The Northwest Maritime Center not only engaged the architects of Seattle-based Miller Hull to lead the design and estimating process, but also sought public assistance from the Federal Emergency Management Agency for the damage, based on a federal disaster declaration.

Although the design work began in 2019, the COVID-19 pandemic forced an intermission that didn’t allow that work to resume in earnest until 2021.

Oman noted that the Northwest Maritime Center has been diligent in obtaining all the required permits from the city of Port Townsend, local tribal governments, the Army Corps of Engineers, and the Washington State Departments of Ecology and Fish and Wildlife.

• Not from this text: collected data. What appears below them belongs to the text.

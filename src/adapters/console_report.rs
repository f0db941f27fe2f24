//! Plain-text report tables printed to stdout.

use crate::domain::error::TrendscopeError;
use crate::domain::metrics::PortfolioSummaryRow;
use crate::domain::report::{BacktestReport, PortfolioReport, ScreenReport};
use crate::domain::screener::ScreenResult;
use crate::domain::trade_tracker::{Trade, TradeSummary};
use crate::domain::universe::SkippedSymbol;
use crate::ports::report_port::ReportPort;

pub const NO_TRADES_MESSAGE: &str = "No trades were taken with this strategy.";
pub const NO_CANDIDATES_MESSAGE: &str = "No stocks passed the screen.";

#[derive(Debug, Default)]
pub struct ConsoleReport;

impl ConsoleReport {
    pub fn new() -> Self {
        Self
    }
}

impl ReportPort for ConsoleReport {
    fn write_backtest(&self, report: &BacktestReport) -> Result<(), TrendscopeError> {
        println!("{}", format_backtest(report));
        Ok(())
    }

    fn write_screen(&self, report: &ScreenReport) -> Result<(), TrendscopeError> {
        println!("{}", format_screen(report));
        Ok(())
    }

    fn write_portfolio(&self, report: &PortfolioReport) -> Result<(), TrendscopeError> {
        println!("{}", format_portfolio(report));
        Ok(())
    }
}

pub fn format_backtest(report: &BacktestReport) -> String {
    let mut out = format!("Backtest: {}\n\n", report.symbol);
    match &report.summary {
        None => {
            out.push_str(NO_TRADES_MESSAGE);
            out.push('\n');
        }
        Some(summary) => {
            out.push_str(&format_trades_table(&report.trades));
            out.push('\n');
            out.push_str(&format_trade_summary(summary));
        }
    }
    out
}

pub fn format_trades_table(trades: &[Trade]) -> String {
    let mut out = format!(
        "{:>4}  {:<10}  {:>12}  {:<10}  {:>12}  {:>9}\n",
        "#", "Entry Date", "Entry Price", "Exit Date", "Exit Price", "Return %"
    );
    for (i, trade) in trades.iter().enumerate() {
        out.push_str(&format!(
            "{:>4}  {:<10}  {:>12.2}  {:<10}  {:>12.2}  {:>9.2}{}\n",
            i + 1,
            trade.entry_date.format("%Y-%m-%d"),
            trade.entry_price,
            trade.exit_date.format("%Y-%m-%d"),
            trade.exit_price,
            trade.return_pct,
            if trade.forced_exit { "  (open at end)" } else { "" }
        ));
    }
    out
}

pub fn format_trade_summary(summary: &TradeSummary) -> String {
    format!(
        "Total Trades: {}\nAverage Return: {:.2}%\nTotal Return: {:.2}%\n",
        summary.count, summary.mean_return_pct, summary.total_return_pct
    )
}

pub fn format_screen(report: &ScreenReport) -> String {
    let mut out = String::from("Screen results\n");
    out.push_str(&format_screen_table(&report.results));
    out.push('\n');
    if report.candidates.is_empty() {
        out.push_str(NO_CANDIDATES_MESSAGE);
        out.push('\n');
    } else {
        out.push_str("Candidates (lowest RSI first)\n");
        out.push_str(&format_screen_table(&report.candidates));
    }
    out.push_str(&format_skipped(&report.skipped));
    out
}

fn format_screen_table(results: &[ScreenResult]) -> String {
    let mut out = format!(
        "{:<14}  {:>10}  {:>10}  {:>10}  {:>6}  {:>7}  {:>9}  {:>7}  {:>6}\n",
        "Symbol", "Close", "EMA20", "EMA50", "RSI14", "Uptrend", "AboveEMA", "RSIBand", "Pass"
    );
    for r in results {
        out.push_str(&format!(
            "{:<14}  {:>10.2}  {:>10.2}  {:>10.2}  {:>6.2}  {:>7}  {:>9}  {:>7}  {:>6}\n",
            r.symbol,
            r.close,
            r.ema20,
            r.ema50,
            r.rsi14,
            r.uptrend,
            r.price_above_ema20,
            r.rsi_in_band,
            r.passes_screen
        ));
    }
    out
}

pub fn format_portfolio(report: &PortfolioReport) -> String {
    let mut out = String::from("Portfolio summary\n");
    out.push_str(&format_summary_table(&report.summary));
    out.push_str(&format_skipped(&report.skipped));
    out
}

fn format_summary_table(rows: &[PortfolioSummaryRow]) -> String {
    let mut out = format!(
        "{:<14}  {:>16}  {:>15}  {:>14}  {:>7}\n",
        "Symbol", "Cumulative Ret %", "Annual Return %", "Annual Vol %", "Sharpe"
    );
    for row in rows {
        out.push_str(&format!(
            "{:<14}  {:>16.2}  {:>15.2}  {:>14}  {:>7}\n",
            row.symbol,
            row.cumulative_return_pct,
            row.annual_return_pct,
            fmt_opt(row.annual_vol_pct),
            fmt_opt(row.sharpe)
        ));
    }
    out
}

fn format_skipped(skipped: &[SkippedSymbol]) -> String {
    if skipped.is_empty() {
        return String::new();
    }
    let mut out = String::from("\nSkipped\n");
    for s in skipped {
        out.push_str(&format!("  {}: {}\n", s.symbol, s.reason));
    }
    out
}

fn fmt_opt(value: Option<f64>) -> String {
    value.map_or_else(|| "NaN".to_string(), |v| format!("{:.2}", v))
}

#[cfg(test)]
mod tests {
    use super::*;
    use crate::domain::universe::SkipReason;
    use chrono::NaiveDate;

    fn date(s: &str) -> NaiveDate {
        NaiveDate::parse_from_str(s, "%Y-%m-%d").unwrap()
    }

    fn screen_result(symbol: &str, rsi14: f64, passes: bool) -> ScreenResult {
        ScreenResult {
            symbol: symbol.into(),
            close: 105.0,
            ema20: 100.0,
            ema50: 95.0,
            rsi14,
            uptrend: true,
            price_above_ema20: true,
            rsi_in_band: passes,
            passes_screen: passes,
        }
    }

    #[test]
    fn backtest_without_trades_prints_message() {
        let report = BacktestReport {
            symbol: "GOLDBEES.NS".into(),
            signals: vec![],
            trades: vec![],
            summary: None,
        };
        let text = format_backtest(&report);
        assert!(text.contains("GOLDBEES.NS"));
        assert!(text.contains(NO_TRADES_MESSAGE));
        assert!(!text.contains("Total Trades"));
    }

    #[test]
    fn backtest_with_trades_prints_summary() {
        let trade = Trade {
            entry_date: date("2024-03-01"),
            entry_price: 50.0,
            exit_date: date("2024-03-15"),
            exit_price: 55.0,
            return_pct: 10.0,
            forced_exit: false,
        };
        let report = BacktestReport {
            symbol: "GOLDBEES.NS".into(),
            signals: vec![],
            trades: vec![trade],
            summary: Some(TradeSummary {
                count: 1,
                mean_return_pct: 10.0,
                total_return_pct: 10.0,
            }),
        };
        let text = format_backtest(&report);
        assert!(text.contains("2024-03-01"));
        assert!(text.contains("2024-03-15"));
        assert!(text.contains("Total Trades: 1"));
        assert!(text.contains("Average Return: 10.00%"));
        assert!(text.contains("Total Return: 10.00%"));
    }

    #[test]
    fn forced_exit_is_marked() {
        let trade = Trade {
            entry_date: date("2024-03-01"),
            entry_price: 50.0,
            exit_date: date("2024-03-04"),
            exit_price: 45.0,
            return_pct: -10.0,
            forced_exit: true,
        };
        let text = format_trades_table(&[trade]);
        assert!(text.contains("open at end"));
        assert!(text.contains("-10.00"));
    }

    #[test]
    fn screen_without_candidates() {
        let report = ScreenReport {
            results: vec![screen_result("TCS.NS", 75.0, false)],
            candidates: vec![],
            skipped: vec![],
        };
        let text = format_screen(&report);
        assert!(text.contains("TCS.NS"));
        assert!(text.contains(NO_CANDIDATES_MESSAGE));
        assert!(!text.contains("Skipped"));
    }

    #[test]
    fn screen_lists_candidates_and_skips() {
        let pass = screen_result("INFY.NS", 60.0, true);
        let report = ScreenReport {
            results: vec![pass.clone()],
            candidates: vec![pass],
            skipped: vec![SkippedSymbol {
                symbol: "BAD.NS".into(),
                reason: SkipReason::NoData,
            }],
        };
        let text = format_screen(&report);
        assert!(text.contains("Candidates"));
        assert!(!text.contains(NO_CANDIDATES_MESSAGE));
        assert!(text.contains("BAD.NS: no data"));
    }

    #[test]
    fn undefined_metrics_print_as_nan() {
        let rows = vec![PortfolioSummaryRow {
            symbol: "FLAT".into(),
            cumulative_return_pct: 0.0,
            annual_return_pct: 0.0,
            annual_vol_pct: Some(0.0),
            sharpe: None,
        }];
        let text = format_summary_table(&rows);
        assert!(text.contains("FLAT"));
        assert!(text.contains("NaN"));
        assert!(text.contains("0.00"));
    }
}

However, those permits only allow construction work to be performed during the local fish window, which began July 16 of this year and ends Feb. 15 of next year, and the project’s federal funding required it to be open for public bidding by contractors, which Oman projected to take place this month.

“We hope to start this work ASAP, and complete it before the end of January 2024,” McCarthy said. “The construction period is estimated to be one to two months.”

Oman elaborated that construction aims to repair the exposed foundation of the concrete pathway and beach stairs at the plaza, as well as to protect the main building deck supports, after the “chronic” beach erosion she attributed to the major storms of the past five years.

The planned repairs include excavating the upper beach sand and gravel at the undermined concrete step foundations, and pouring a new concrete footing, all below grade, to fill the voids and deepen the foundation, to avoid exposing that foundation to the elements again.

Oman used the term “beach nourishment” to describe the process of placing sand and gravel in the existing upper beach, with the additional placement of large boulders also planned, to help protect the beach and other structures from further damage.

“Velocity will remain open as usual during construction, as will the Northwest Maritime Center’s library,” McCarthy said.